Although I see some gov't policy supporting non-smoking areas, has it really made any difference yet?
by MomotaroPeachBoy  

... 2010/10/15 01:42
The history of tobacco in Japan goes back nearly 700 years and smoking among the general population has been common for over 200 years.

Smoking is on the decline in Japan.
There are half the number of smokers compared to less than 50 years ago and the number continues to decline.

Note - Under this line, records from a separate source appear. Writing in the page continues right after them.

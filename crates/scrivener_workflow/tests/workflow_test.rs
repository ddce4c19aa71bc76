//! End-to-end tests for the workflow state machine.

mod test_utils;

use futures::StreamExt;
use scrivener_core::{
    HumanDecision, ReviewOutcome, Step, StepEvent, WorkflowEvent, WorkflowInput, WorkflowStatus,
};
use scrivener_interface::{ReviewRepository, RewriteRepository, SuspendedWorkflowStore};
use scrivener_workflow::{InMemoryRepository, WorkflowOrchestrator};
use std::sync::Arc;
use test_utils::{MockLlm, MockReply, repo_with_style, verdict};

fn input(style_id: i64, max_retries: u32) -> WorkflowInput {
    WorkflowInput::builder()
        .source_article("菜市场的清晨比闹钟更早。\n\n卖豆腐的阿姨五点就出摊了。")
        .style_id(style_id)
        .target_words(400u32)
        .max_retries(max_retries)
        .build()
        .unwrap()
}

fn orchestrator(llm: Arc<MockLlm>, repo: &InMemoryRepository) -> WorkflowOrchestrator {
    WorkflowOrchestrator::new(llm, Arc::new(repo.clone()))
}

fn passing_llm() -> Arc<MockLlm> {
    Arc::new(MockLlm::new(
        MockReply::text("清晨五点，豆腐摊已经冒着热气。\n\n阿姨说，晚了就没人买了。"),
        MockReply::text(verdict(true, 42)),
    ))
}

#[tokio::test]
async fn test_passing_run_suspends_at_decision() {
    let (repo, style_id) = repo_with_style().await;
    let llm = passing_llm();
    let orchestrator = orchestrator(llm.clone(), &repo);

    let state = orchestrator.run(&input(style_id, 3)).await.unwrap();

    assert_eq!(state.status, WorkflowStatus::AwaitingDecision);
    assert_eq!(state.current_step, Some(Step::Decision));
    assert_eq!(state.review_outcome, ReviewOutcome::Passed);
    assert_eq!(state.review_score, 42);
    assert_eq!(state.user_decision, HumanDecision::Pending);
    assert_eq!(state.retry_count, 0);
    assert_eq!(state.review_feedback["passed"], true);
    assert!(state.rewritten_content.starts_with("清晨五点"));

    let rewrite_id = state.rewrite_id.unwrap();
    let suspended = orchestrator.store().get(rewrite_id).await.unwrap().unwrap();
    assert_eq!(suspended, state);
    assert_eq!(llm.rewrite_calls(), 1);
    assert_eq!(llm.review_calls(), 1);
}

#[tokio::test]
async fn test_retry_ceiling_ends_without_decision() {
    let (repo, style_id) = repo_with_style().await;
    let llm = Arc::new(MockLlm::new(
        MockReply::text("总是不合格的稿子。"),
        MockReply::text(verdict(false, 20)),
    ));
    let orchestrator = orchestrator(llm.clone(), &repo);

    let events: Vec<WorkflowEvent> = orchestrator
        .run_stream(&input(style_id, 2))
        .await
        .unwrap()
        .collect()
        .await;
    let nodes: Vec<Step> = events
        .iter()
        .filter_map(|event| match event {
            WorkflowEvent::Node { node, .. } => Some(*node),
            WorkflowEvent::Step(_) => None,
        })
        .collect();

    assert_eq!(
        nodes,
        vec![
            Step::Rewrite,
            Step::Review,
            Step::Rewrite,
            Step::Review,
            Step::Rewrite,
            Step::Review,
        ]
    );
    assert_eq!(llm.rewrite_calls(), 3);
    assert_eq!(llm.review_calls(), 3);
    assert!(orchestrator.store().is_empty().await);

    let Some(WorkflowEvent::Node { state, .. }) = events.last() else {
        panic!("expected a final node");
    };
    let reviews = repo.list_reviews(state.rewrite_id.unwrap()).await.unwrap();
    let rounds: Vec<(u32, u32)> = reviews.iter().map(|r| (r.round, r.retry_count)).collect();
    assert_eq!(rounds, vec![(1, 0), (2, 1), (3, 2)]);
}

#[tokio::test]
async fn test_retry_ceiling_final_state() {
    let (repo, style_id) = repo_with_style().await;
    let llm = Arc::new(MockLlm::new(
        MockReply::text("总是不合格的稿子。"),
        MockReply::text(verdict(true, 10)),
    ));
    let orchestrator = orchestrator(llm, &repo);

    let state = orchestrator.run(&input(style_id, 2)).await.unwrap();

    assert_eq!(state.status, WorkflowStatus::RetriesExhausted);
    assert_eq!(state.review_outcome, ReviewOutcome::Failed);
    assert_eq!(state.retry_count, 2);
    assert_eq!(state.current_step, Some(Step::Review));
}

#[tokio::test]
async fn test_failed_review_then_pass() {
    let (repo, style_id) = repo_with_style().await;
    let llm = Arc::new(
        MockLlm::new(
            MockReply::text("改进后的稿子。"),
            MockReply::text(verdict(true, 40)),
        )
        .queue_review(MockReply::text(verdict(false, 25))),
    );
    let orchestrator = orchestrator(llm.clone(), &repo);

    let state = orchestrator.run(&input(style_id, 3)).await.unwrap();

    assert_eq!(state.status, WorkflowStatus::AwaitingDecision);
    assert_eq!(state.retry_count, 1);
    assert_eq!(llm.rewrite_calls(), 2);
    assert_eq!(repo.rewrite_count().await, 1);
    assert_eq!(repo.review_count().await, 2);
}

#[tokio::test]
async fn test_skip_to_cover_resumes_once() {
    let (repo, style_id) = repo_with_style().await;
    let orchestrator = orchestrator(passing_llm(), &repo);

    let state = orchestrator.run(&input(style_id, 3)).await.unwrap();
    let rewrite_id = state.rewrite_id.unwrap();

    let finished = orchestrator.resume_skip_to_cover(rewrite_id).await.unwrap();
    assert_eq!(finished.status, WorkflowStatus::Completed);
    assert_eq!(finished.current_step, Some(Step::Cover));
    assert_eq!(finished.user_decision, HumanDecision::SkipToCover);
    assert!(finished.cover.is_none());

    let again = orchestrator.resume_skip_to_cover(rewrite_id).await.unwrap_err();
    assert!(again.is_not_found());
    assert!(!again.is_validation());
}

#[tokio::test]
async fn test_unrecognized_decision_goes_to_cover() {
    let (repo, style_id) = repo_with_style().await;
    let orchestrator = orchestrator(passing_llm(), &repo);

    let state = orchestrator.run(&input(style_id, 3)).await.unwrap();
    let rewrite_id = state.rewrite_id.unwrap();

    let finished = orchestrator
        .resume_with_decision(rewrite_id, "publish_everywhere", None)
        .await
        .unwrap();
    assert_eq!(finished.status, WorkflowStatus::Completed);
    assert_eq!(finished.current_step, Some(Step::Cover));
}

#[tokio::test]
async fn test_manual_edit_overwrites_record() {
    let (repo, style_id) = repo_with_style().await;
    let orchestrator = orchestrator(passing_llm(), &repo);

    let state = orchestrator.run(&input(style_id, 3)).await.unwrap();
    let rewrite_id = state.rewrite_id.unwrap();

    let stream = orchestrator
        .resume_stream(rewrite_id, HumanDecision::ManualEdit, Some("人工 定稿".into()))
        .await
        .unwrap();
    let nodes: Vec<Step> = stream
        .filter_map(|event| async move {
            match event {
                WorkflowEvent::Node { node, .. } => Some(node),
                WorkflowEvent::Step(_) => None,
            }
        })
        .collect()
        .await;
    assert_eq!(nodes, vec![Step::ManualEdit, Step::Cover]);

    let record = repo.get_rewrite(rewrite_id).await.unwrap().unwrap();
    assert_eq!(record.final_content, "人工 定稿");
    assert_eq!(record.actual_words, 4);
}

#[tokio::test]
async fn test_manual_edit_requires_text() {
    let (repo, style_id) = repo_with_style().await;
    let orchestrator = orchestrator(passing_llm(), &repo);

    let state = orchestrator.run(&input(style_id, 3)).await.unwrap();
    let rewrite_id = state.rewrite_id.unwrap();

    let err = orchestrator
        .resume_with_manual_edit(rewrite_id, "  ")
        .await
        .unwrap_err();
    assert!(err.is_validation());
    // Still suspended
    assert_eq!(orchestrator.store().len().await, 1);

    let finished = orchestrator
        .resume_with_manual_edit(rewrite_id, "改好了")
        .await
        .unwrap();
    assert_eq!(finished.rewritten_content, "改好了");
    assert_eq!(finished.manual_edit_content, "改好了");
    assert_eq!(finished.status, WorkflowStatus::Completed);
}

#[tokio::test]
async fn test_resume_unknown_id_is_not_found() {
    let (repo, _) = repo_with_style().await;
    let orchestrator = orchestrator(passing_llm(), &repo);

    let err = orchestrator.resume_skip_to_cover(404).await.unwrap_err();
    assert!(err.is_not_found());
}

#[tokio::test]
async fn test_stream_forwards_step_events_before_nodes() {
    let (repo, style_id) = repo_with_style().await;
    let orchestrator = orchestrator(passing_llm(), &repo);

    let events: Vec<WorkflowEvent> = orchestrator
        .run_stream(&input(style_id, 3))
        .await
        .unwrap()
        .collect()
        .await;

    assert!(matches!(
        events.first(),
        Some(WorkflowEvent::Step(StepEvent::Start {
            step: Step::Rewrite,
            ..
        }))
    ));
    let first_node = events
        .iter()
        .position(|e| matches!(e, WorkflowEvent::Node { .. }))
        .unwrap();
    assert!(matches!(
        events[first_node - 1],
        WorkflowEvent::Step(StepEvent::Done(_))
    ));
    let last = events.last().unwrap().to_json_line();
    assert!(last.starts_with(r#"{"node":"decision","state":"#));
}

#[tokio::test]
async fn test_step_error_fails_the_run() {
    let (repo, style_id) = repo_with_style().await;
    let llm = Arc::new(MockLlm::new(
        MockReply::Refuse("quota exceeded".into()),
        MockReply::text(verdict(true, 45)),
    ));
    let orchestrator = orchestrator(llm.clone(), &repo);

    let events: Vec<WorkflowEvent> = orchestrator
        .run_stream(&input(style_id, 3))
        .await
        .unwrap()
        .collect()
        .await;

    let error_at = events
        .iter()
        .position(|e| matches!(e, WorkflowEvent::Step(StepEvent::Error { .. })))
        .unwrap();
    let WorkflowEvent::Node { node, state } = &events[error_at + 1] else {
        panic!("expected node after error");
    };
    assert_eq!(*node, Step::Rewrite);
    assert_eq!(state.status, WorkflowStatus::Failed);
    assert!(state.error_message.as_deref().unwrap().contains("quota exceeded"));
    assert_eq!(events.len(), error_at + 2);
    assert_eq!(llm.review_calls(), 0);
}

#[tokio::test]
async fn test_unparseable_review_fails_the_run() {
    let (repo, style_id) = repo_with_style().await;
    let llm = Arc::new(MockLlm::new(
        MockReply::text("改写后的稿子。"),
        MockReply::text("我觉得写得挺好，可以发。"),
    ));
    let orchestrator = orchestrator(llm.clone(), &repo);

    let state = orchestrator.run(&input(style_id, 3)).await.unwrap();

    assert_eq!(state.status, WorkflowStatus::Failed);
    assert_eq!(state.current_step, Some(Step::Review));
    assert!(state.error_message.as_deref().unwrap().contains("无法解析响应"));
    assert_eq!(llm.rewrite_calls(), 1);
    assert_eq!(llm.review_calls(), 1);
    assert!(orchestrator.store().is_empty().await);

    let reviews = repo.list_reviews(state.rewrite_id.unwrap()).await.unwrap();
    assert_eq!(reviews[0].feedback.as_ref().unwrap()["raw"], "我觉得写得挺好，可以发。");
}

#[tokio::test]
async fn test_validation_happens_before_streaming() {
    let (repo, style_id) = repo_with_style().await;
    let llm = passing_llm();
    let orchestrator = orchestrator(llm.clone(), &repo);

    let too_many = orchestrator.run_stream(&input(style_id, 11)).await;
    assert!(too_many.err().unwrap().is_validation());

    let unknown_style = orchestrator.run(&input(style_id + 50, 3)).await.unwrap_err();
    assert!(unknown_style.is_validation());

    assert_eq!(repo.rewrite_count().await, 0);
    assert_eq!(llm.rewrite_calls(), 0);
}

#[tokio::test]
async fn test_separate_runs_suspend_independently() {
    let (repo, style_id) = repo_with_style().await;
    let orchestrator = orchestrator(passing_llm(), &repo);

    let first = orchestrator.run(&input(style_id, 3)).await.unwrap();
    let second = orchestrator.run(&input(style_id, 3)).await.unwrap();
    assert_ne!(first.rewrite_id, second.rewrite_id);
    assert_eq!(orchestrator.store().len().await, 2);

    orchestrator
        .resume_skip_to_cover(first.rewrite_id.unwrap())
        .await
        .unwrap();
    assert_eq!(orchestrator.store().len().await, 1);
    assert!(
        orchestrator
            .store()
            .get(second.rewrite_id.unwrap())
            .await
            .unwrap()
            .is_some()
    );
}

by kyototrans rate this post as useful

Cigarettes 2010/10/15 07:50
As for cigarette prices, Japan just increased prices by about 40% in taxes. Although it's to obviously bring in more tax revenue, the government also stated that it's a public policy decision to help convince people to quit. And by people, they're referring to the poorest people.
by Bean (guest) rate this post as useful

. 2010/10/15 12:48
It's seem's that it is acceptable everywhere including hospitals, schools and restaurants. I think trains too.
by ME (guest) rate this post as useful

... 2010/10/15 13:29
No, it is not "acceptable anywhere". There has been a big movement in Japan recently towards increasing non-smoking areas and separating smokers from non-smokers, and while Japan has a way to go, it has made a huge difference.

About a year ago JR East banned smoking on platforms, and several years ago most cities enacted laws banning smoking near stations other than in designated areas.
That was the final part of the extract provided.